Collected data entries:
[Start of Attachment]
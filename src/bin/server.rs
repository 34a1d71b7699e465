//! Reference Gomoku backend over TCP.
//!
//! Serves the in-process rules engine and AI on the line protocol so the
//! terminal client (or `nc`) can play against it remotely.

use std::sync::Arc;

use anyhow::Result;

use gomoku_session::gateway::{run_server, LocalBackend, ServerConfig};
use gomoku_session::logging;

#[tokio::main]
async fn main() -> Result<()> {
    logging::init_stderr();

    let config = ServerConfig::from_env();
    let backend = Arc::new(LocalBackend::from_env());
    run_server(config, backend, None).await
}
//! Move selection for the reference backend.
//!
//! `easy` plays a random cell near the action. `medium` and `hard` score every
//! nearby empty cell by the runs it would extend for itself and the runs it
//! would cut for the opponent; `hard` weighs blocking higher and rewards open
//! ends.

use crate::core::{Board, SimpleRng, DIRECTIONS};
use crate::types::{CellState, Coord, Difficulty, Side, BOARD_SIZE};

/// Radius (Chebyshev) around existing stones that candidate moves are drawn from.
pub const CANDIDATE_RADIUS: i32 = 2;

const CENTER: Coord = Coord::new(BOARD_SIZE / 2, BOARD_SIZE / 2);

struct Weights {
    /// Score for a run of 2, 3, 4 and 5+ made by the mover.
    attack: [i64; 4],
    /// Score for a run of 2, 3, 4 and 5+ the move denies the opponent.
    defend: [i64; 4],
    open_ends: bool,
}

const MEDIUM: Weights = Weights {
    attack: [100, 1_000, 10_000, 100_000],
    defend: [80, 800, 9_000, 90_000],
    open_ends: false,
};

const HARD: Weights = Weights {
    attack: [100, 1_000, 10_000, 100_000],
    defend: [120, 1_200, 12_000, 95_000],
    open_ends: true,
};

/// Pick a move for `side`, or None when the board is full.
pub fn choose_move(board: &Board, difficulty: Difficulty, side: Side, rng: &mut SimpleRng) -> Option<Coord> {
    if board.is_blank() {
        return Some(CENTER);
    }
    let candidates = candidates(board);
    match difficulty {
        Difficulty::Easy => rng.choose(&candidates).copied(),
        Difficulty::Medium => best_by_score(board, &candidates, side, &MEDIUM),
        Difficulty::Hard => best_by_score(board, &candidates, side, &HARD),
    }
}

/// Empty cells within [`CANDIDATE_RADIUS`] of any stone, row-major.
///
/// Falls back to every empty cell if none qualify.
pub fn candidates(board: &Board) -> Vec<Coord> {
    let n = BOARD_SIZE as i32;
    let mut out = Vec::new();
    for row in 0..n {
        for col in 0..n {
            let Some(coord) = Coord::checked(row, col) else {
                continue;
            };
            if !board.is_empty(coord) {
                continue;
            }
            if has_neighbor(board, row, col) {
                out.push(coord);
            }
        }
    }
    if out.is_empty() {
        out.extend(
            (0..n)
                .flat_map(|r| (0..n).filter_map(move |c| Coord::checked(r, c)))
                .filter(|c| board.is_empty(*c)),
        );
    }
    out
}

fn has_neighbor(board: &Board, row: i32, col: i32) -> bool {
    for dr in -CANDIDATE_RADIUS..=CANDIDATE_RADIUS {
        for dc in -CANDIDATE_RADIUS..=CANDIDATE_RADIUS {
            if dr == 0 && dc == 0 {
                continue;
            }
            if matches!(board.get(row + dr, col + dc), Some(s) if !s.is_empty()) {
                return true;
            }
        }
    }
    false
}

fn best_by_score(board: &Board, candidates: &[Coord], side: Side, weights: &Weights) -> Option<Coord> {
    let mut best: Option<(i64, Coord)> = None;
    for &coord in candidates {
        let score = score_cell(board, coord, side, weights);
        if best.map_or(true, |(s, _)| score > s) {
            best = Some((score, coord));
        }
    }
    best.map(|(_, c)| c)
}

fn score_cell(board: &Board, coord: Coord, side: Side, weights: &Weights) -> i64 {
    let mut score = 0;
    for &(dr, dc) in DIRECTIONS.iter() {
        score += line_score(board, coord, dr, dc, side, &weights.attack, weights.open_ends);
        score += line_score(board, coord, dr, dc, side.opponent(), &weights.defend, weights.open_ends);
    }
    let distance = (coord.row as i64 - CENTER.row as i64).abs() + (coord.col as i64 - CENTER.col as i64).abs();
    score + (14 - distance) * 5
}

fn line_score(board: &Board, coord: Coord, dr: i32, dc: i32, side: Side, table: &[i64; 4], open_ends: bool) -> i64 {
    let back = board.run_length(coord, -dr, -dc, side) as i32;
    let fwd = board.run_length(coord, dr, dc, side) as i32;
    let count = back + fwd + 1;
    let base = match count {
        0 | 1 => return 0,
        2 => table[0],
        3 => table[1],
        4 => table[2],
        _ => return table[3],
    };
    if !open_ends {
        return base;
    }
    let open = [coord.offset(-dr, -dc, back + 1), coord.offset(dr, dc, fwd + 1)]
        .iter()
        .filter(|end| matches!(end, Some(c) if board.cell_at(*c) == CellState::Empty))
        .count() as i64;
    match open {
        2 => base * 2,
        1 => base,
        _ => base / 4,
    }
}
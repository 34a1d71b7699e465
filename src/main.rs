//! Terminal Gomoku client (default binary).
//!
//! Single-threaded loop: crossterm input, gateway completions and timers all
//! feed the [`App`]; the framebuffer is diff-flushed every iteration.

use std::time::{Duration, Instant};

use anyhow::Result;
use crossterm::event::{self, Event};

use gomoku_session::gateway::{AnyBackend, GatewayRuntime};
use gomoku_session::input::handle_event;
use gomoku_session::term::{TerminalRenderer, Viewport};
use gomoku_session::types::{Difficulty, TICK_MS};
use gomoku_session::{logging, App};

fn main() -> Result<()> {
    logging::init_from_env()?;

    let difficulty = std::env::var("GOMOKU_DIFFICULTY")
        .ok()
        .and_then(|s| Difficulty::from_str(&s))
        .unwrap_or_default();
    let backend = AnyBackend::from_env();
    let label = backend.describe();
    let mut gateway = GatewayRuntime::start(backend)?;

    let mut term = TerminalRenderer::new();
    term.enter()?;

    let result = run(&mut term, &mut gateway, difficulty, label);

    // Always try to restore terminal state.
    let _ = term.exit();
    if let Err(e) = &result {
        tracing::error!(error = %e, "client exited with error");
    }
    result
}

fn run(term: &mut TerminalRenderer, gateway: &mut GatewayRuntime, difficulty: Difficulty, label: String) -> Result<()> {
    let clock = Instant::now();
    let now_ms = || clock.elapsed().as_millis() as u64;
    let tick = Duration::from_millis(TICK_MS as u64);

    let (w, h) = crossterm::terminal::size().unwrap_or((80, 24));
    let mut app = App::new(Viewport::new(w, h), difficulty, label);
    app.start(now_ms());

    loop {
        for job in app.take_outbox() {
            gateway.submit(job);
        }
        term.draw(app.frame())?;

        // Wake for input, the next timer, or the next tick (to drain completions).
        let timeout = app
            .next_wakeup(now_ms())
            .map(Duration::from_millis)
            .map_or(tick, |d| d.min(tick));

        if event::poll(timeout)? {
            match event::read()? {
                Event::Resize(w, h) => {
                    app.resize(Viewport::new(w, h));
                    term.invalidate();
                }
                ev => {
                    if let Some(cmd) = handle_event(&ev) {
                        app.command(cmd, now_ms());
                    }
                }
            }
        }

        while let Some(done) = gateway.try_recv() {
            app.complete(done, now_ms());
        }
        app.tick(now_ms());

        if app.should_quit() {
            tracing::info!("quit requested");
            return Ok(());
        }
    }
}
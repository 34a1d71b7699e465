//! Core types module - shared data structures and constants
//!
//! This module defines the fundamental types used throughout the application.
//! All types are pure data structures with no external dependencies, making them
//! usable in any context (session logic, rendering, wire protocol).
//!
//! # Board Dimensions
//!
//! Standard five-in-a-row board:
//!
//! - **Size**: 15x15 intersections (rows and columns indexed 0-14)
//! - **Center**: (7, 7)
//! - **Win length**: 5 stones in a row, horizontally, vertically or diagonally
//!
//! # Timing Constants
//!
//! Timing values are in milliseconds:
//!
//! | Constant | Value | Description |
//! |----------|-------|-------------|
//! | `TICK_MS` | 16 | Input poll / timer resolution of the client loop |
//! | `AI_REPLY_DELAY_MS` | 300 | Pause before the AI's reply stone is painted |
//! | `HINT_TTL_MS` | 3000 | Lifetime of a hint marker |
//!
//! # Examples
//!
//! ```
//! use gomoku_types::{CellState, Coord, Difficulty, GameStatus, Side, BOARD_SIZE};
//!
//! assert_eq!(BOARD_SIZE, 15);
//!
//! let center = Coord::new(7, 7);
//! assert_eq!(Coord::checked(7, 7), Some(center));
//! assert_eq!(Coord::checked(15, 0), None);
//!
//! assert_eq!(Difficulty::from_str("EASY"), Some(Difficulty::Easy));
//! assert_eq!(GameStatus::from_str("ai_win"), Some(GameStatus::AiWin));
//! assert_eq!(CellState::from(Side::Player), CellState::Black);
//! ```

/// Board size in intersections per side (15x15)
pub const BOARD_SIZE: u8 = 15;

/// Number of cells on the board
pub const CELL_COUNT: usize = (BOARD_SIZE as usize) * (BOARD_SIZE as usize);

/// Stones in a row needed to win
pub const WIN_LENGTH: u8 = 5;

/// Client loop tick / input poll interval in milliseconds
pub const TICK_MS: u32 = 16;

/// Delay before the AI's reply stone is painted (visual pacing only)
pub const AI_REPLY_DELAY_MS: u32 = 300;

/// How long a hint marker stays on the board
pub const HINT_TTL_MS: u32 = 3000;

/// Default undo step count: one player move and one AI reply
pub const DEFAULT_UNDO_STEPS: u8 = 2;

/// Undo limit per game enforced by the reference backend
pub const MAX_UNDOS_PER_GAME: u32 = 3;

/// Hint limit per game enforced by the reference backend
pub const MAX_HINTS_PER_GAME: u32 = 5;

/// Star points painted on the board (center and the four 3-3 points)
pub const STAR_POINTS: [Coord; 5] = [
    Coord::new(7, 7),
    Coord::new(3, 3),
    Coord::new(3, 11),
    Coord::new(11, 3),
    Coord::new(11, 11),
];


/// Which side acts: the human player (black) or the computer (white)
#[derive(Debug, Clone, Copy, PartialEq, Eq, Hash)]
pub enum Side {
    Player,
    Ai,
}

impl Side {
    pub fn opponent(&self) -> Self {
        match self {
            Side::Player => Side::Ai,
            Side::Ai => Side::Player,
        }
    }

    pub fn as_str(&self) -> &'static str {
        match self {
            Side::Player => "player",
            Side::Ai => "ai",
        }
    }
}

/// State of a single board intersection
///
/// Wire codes follow the backend's grid encoding:
/// - `0`: empty
/// - `1`: black (player)
/// - `2`: white (AI)
#[derive(Debug, Clone, Copy, PartialEq, Eq, Hash, Default)]
pub enum CellState {
    #[default]
    Empty,
    Black,
    White,
}

impl CellState {
    /// Parse a wire cell code
    ///
    /// # Examples
    ///
    /// ```
    /// use gomoku_types::CellState;
    ///
    /// assert_eq!(CellState::from_code(0), Some(CellState::Empty));
    /// assert_eq!(CellState::from_code(2), Some(CellState::White));
    /// assert_eq!(CellState::from_code(3), None);
    /// ```
    pub fn from_code(code: u8) -> Option<Self> {
        match code {
            0 => Some(CellState::Empty),
            1 => Some(CellState::Black),
            2 => Some(CellState::White),
            _ => None,
        }
    }

    pub fn code(&self) -> u8 {
        match self {
            CellState::Empty => 0,
            CellState::Black => 1,
            CellState::White => 2,
        }
    }

    pub fn is_empty(&self) -> bool {
        matches!(self, CellState::Empty)
    }

    /// The side owning this stone, if any
    pub fn side(&self) -> Option<Side> {
        match self {
            CellState::Empty => None,
            CellState::Black => Some(Side::Player),
            CellState::White => Some(Side::Ai),
        }
    }
}

impl From<Side> for CellState {
    fn from(side: Side) -> Self {
        match side {
            Side::Player => CellState::Black,
            Side::Ai => CellState::White,
        }
    }
}

/// Zero-based board coordinate (row, col), both in `[0, BOARD_SIZE)`
#[derive(Debug, Clone, Copy, PartialEq, Eq, Hash, PartialOrd, Ord)]
pub struct Coord {
    pub row: u8,
    pub col: u8,
}

impl Coord {
    pub const fn new(row: u8, col: u8) -> Self {
        Self { row, col }
    }

    /// Build a coordinate from signed values, rejecting anything off the board
    pub fn checked(row: i32, col: i32) -> Option<Self> {
        let n = BOARD_SIZE as i32;
        if row < 0 || row >= n || col < 0 || col >= n {
            return None;
        }
        Some(Self::new(row as u8, col as u8))
    }

    /// Step `k` times along `(dr, dc)`, returning None when leaving the board
    pub fn offset(&self, dr: i32, dc: i32, k: i32) -> Option<Self> {
        Self::checked(self.row as i32 + dr * k, self.col as i32 + dc * k)
    }

    /// Flat row-major index
    #[inline(always)]
    pub fn index(&self) -> usize {
        (self.row as usize) * (BOARD_SIZE as usize) + (self.col as usize)
    }
}

/// AI strength requested at session creation
#[derive(Debug, Clone, Copy, PartialEq, Eq, Hash, Default)]
pub enum Difficulty {
    Easy,
    #[default]
    Medium,
    Hard,
}

impl Difficulty {
    /// Parse difficulty from string (case-insensitive)
    pub fn from_str(s: &str) -> Option<Self> {
        match s.trim().to_lowercase().as_str() {
            "easy" => Some(Difficulty::Easy),
            "medium" => Some(Difficulty::Medium),
            "hard" => Some(Difficulty::Hard),
            _ => None,
        }
    }

    pub fn as_str(&self) -> &'static str {
        match self {
            Difficulty::Easy => "easy",
            Difficulty::Medium => "medium",
            Difficulty::Hard => "hard",
        }
    }
}

/// Game status reported by the backend after a move
#[derive(Debug, Clone, Copy, PartialEq, Eq, Hash)]
pub enum GameStatus {
    Ongoing,
    PlayerWin,
    AiWin,
    Draw,
}

impl GameStatus {
    pub fn from_str(s: &str) -> Option<Self> {
        match s {
            "ongoing" => Some(GameStatus::Ongoing),
            "player_win" => Some(GameStatus::PlayerWin),
            "ai_win" => Some(GameStatus::AiWin),
            "draw" => Some(GameStatus::Draw),
            _ => None,
        }
    }

    pub fn as_str(&self) -> &'static str {
        match self {
            GameStatus::Ongoing => "ongoing",
            GameStatus::PlayerWin => "player_win",
            GameStatus::AiWin => "ai_win",
            GameStatus::Draw => "draw",
        }
    }

    /// Terminal outcome, or None while the game continues
    pub fn outcome(&self) -> Option<Outcome> {
        match self {
            GameStatus::Ongoing => None,
            GameStatus::PlayerWin => Some(Outcome::PlayerWin),
            GameStatus::AiWin => Some(Outcome::AiWin),
            GameStatus::Draw => Some(Outcome::Draw),
        }
    }
}

/// Terminal outcome of a session
#[derive(Debug, Clone, Copy, PartialEq, Eq, Hash)]
pub enum Outcome {
    PlayerWin,
    AiWin,
    Draw,
}

impl Outcome {
    pub fn as_str(&self) -> &'static str {
        match self {
            Outcome::PlayerWin => "player_win",
            Outcome::AiWin => "ai_win",
            Outcome::Draw => "draw",
        }
    }
}

/// Backend operations, used to pick fallback failure messages
#[derive(Debug, Clone, Copy, PartialEq, Eq, Hash)]
pub enum Operation {
    NewGame,
    Move,
    Undo,
    Hint,
    History,
}

impl Operation {
    /// Message shown when a failure carries no message of its own
    pub fn default_failure_message(&self) -> &'static str {
        match self {
            Operation::NewGame => "Failed to create game",
            Operation::Move => "Move failed",
            Operation::Undo => "Undo failed",
            Operation::Hint => "Failed to get hint",
            Operation::History => "Failed to load history",
        }
    }
}
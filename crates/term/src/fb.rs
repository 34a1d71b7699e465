//! Framebuffer and style types.
//!
//! The board region of the framebuffer is a persistent canvas: stones, hints
//! and the winning line are painted into it incrementally and stay there
//! until something paints over them.

use unicode_width::UnicodeWidthChar;

/// Second column of a double-width glyph. The renderer emits nothing for it.
pub const WIDE_TAIL: char = '\0';

/// 24-bit RGB color.
#[derive(Debug, Clone, Copy, PartialEq, Eq, Default)]
pub struct Rgb {
    pub r: u8,
    pub g: u8,
    pub b: u8,
}

impl Rgb {
    pub const fn new(r: u8, g: u8, b: u8) -> Self {
        Self { r, g, b }
    }
}

/// Per-cell styling.
#[derive(Debug, Clone, Copy, PartialEq, Eq)]
pub struct CellStyle {
    pub fg: Rgb,
    pub bg: Rgb,
    pub bold: bool,
    pub dim: bool,
}

impl CellStyle {
    pub const fn new(fg: Rgb, bg: Rgb) -> Self {
        Self {
            fg,
            bg,
            bold: false,
            dim: false,
        }
    }

    pub const fn bold(self) -> Self {
        Self { bold: true, ..self }
    }

    pub const fn dim(self) -> Self {
        Self { dim: true, ..self }
    }

    pub const fn cell(self, ch: char) -> Cell {
        Cell { ch, style: self }
    }
}

impl Default for CellStyle {
    fn default() -> Self {
        Self::new(Rgb::new(220, 220, 220), Rgb::new(0, 0, 0))
    }
}

/// A single terminal cell.
#[derive(Debug, Clone, Copy, PartialEq, Eq)]
pub struct Cell {
    pub ch: char,
    pub style: CellStyle,
}

impl Default for Cell {
    fn default() -> Self {
        CellStyle::default().cell(' ')
    }
}

/// 2D grid of styled character cells.
#[derive(Debug, Clone, PartialEq, Eq)]
pub struct FrameBuffer {
    width: u16,
    height: u16,
    cells: Vec<Cell>,
}

impl FrameBuffer {
    pub fn new(width: u16, height: u16) -> Self {
        let len = (width as usize) * (height as usize);
        Self {
            width,
            height,
            cells: vec![Cell::default(); len],
        }
    }

    pub fn width(&self) -> u16 {
        self.width
    }

    pub fn height(&self) -> u16 {
        self.height
    }

    /// Resize and blank the framebuffer. Returns false when the size is unchanged
    /// (contents are then kept).
    pub fn resize(&mut self, width: u16, height: u16) -> bool {
        if self.width == width && self.height == height {
            return false;
        }
        self.width = width;
        self.height = height;
        self.cells.clear();
        self.cells.resize((width as usize) * (height as usize), Cell::default());
        true
    }

    pub fn cells(&self) -> &[Cell] {
        &self.cells
    }

    #[inline(always)]
    fn idx(&self, x: u16, y: u16) -> Option<usize> {
        if x >= self.width || y >= self.height {
            return None;
        }
        Some((y as usize) * (self.width as usize) + (x as usize))
    }

    pub fn get(&self, x: u16, y: u16) -> Option<Cell> {
        self.idx(x, y).map(|i| self.cells[i])
    }

    /// Out-of-bounds writes are ignored.
    pub fn set(&mut self, x: u16, y: u16, cell: Cell) {
        if let Some(i) = self.idx(x, y) {
            self.cells[i] = cell;
        }
    }

    pub fn put_char(&mut self, x: u16, y: u16, ch: char, style: CellStyle) {
        self.set(x, y, Cell { ch, style });
    }

    /// Write `s` left to right by display width, clipped at the right edge.
    /// Returns the column after the text.
    ///
    /// Double-width glyphs take two cells, the second holding [`WIDE_TAIL`];
    /// zero-width characters are dropped.
    pub fn put_str(&mut self, x: u16, y: u16, s: &str, style: CellStyle) -> u16 {
        let mut cx = x;
        for ch in s.chars() {
            let w = ch.width().unwrap_or(0) as u16;
            if w == 0 {
                continue;
            }
            if cx.saturating_add(w) > self.width {
                break;
            }
            self.put_char(cx, y, ch, style);
            if w == 2 {
                self.put_char(cx + 1, y, WIDE_TAIL, style);
            }
            cx += w;
        }
        cx
    }

    pub fn put_u32(&mut self, x: u16, y: u16, value: u32, style: CellStyle) -> u16 {
        let mut digits = [0u8; 10];
        let mut n = value;
        let mut len = 0;
        loop {
            digits[len] = b'0' + (n % 10) as u8;
            len += 1;
            n /= 10;
            if n == 0 {
                break;
            }
        }
        let mut cx = x;
        for &d in digits[..len].iter().rev() {
            self.put_char(cx, y, d as char, style);
            cx = cx.saturating_add(1);
        }
        cx
    }

    pub fn fill_rect(&mut self, x: u16, y: u16, w: u16, h: u16, ch: char, style: CellStyle) {
        for dy in 0..h {
            for dx in 0..w {
                self.put_char(x.saturating_add(dx), y.saturating_add(dy), ch, style);
            }
        }
    }
}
[End of Attachment]
§ **ACTIVITY**: In the records above, how many lines hold "SimpleRng"? Only the number is wanted.

§ **SOLUTION**: 2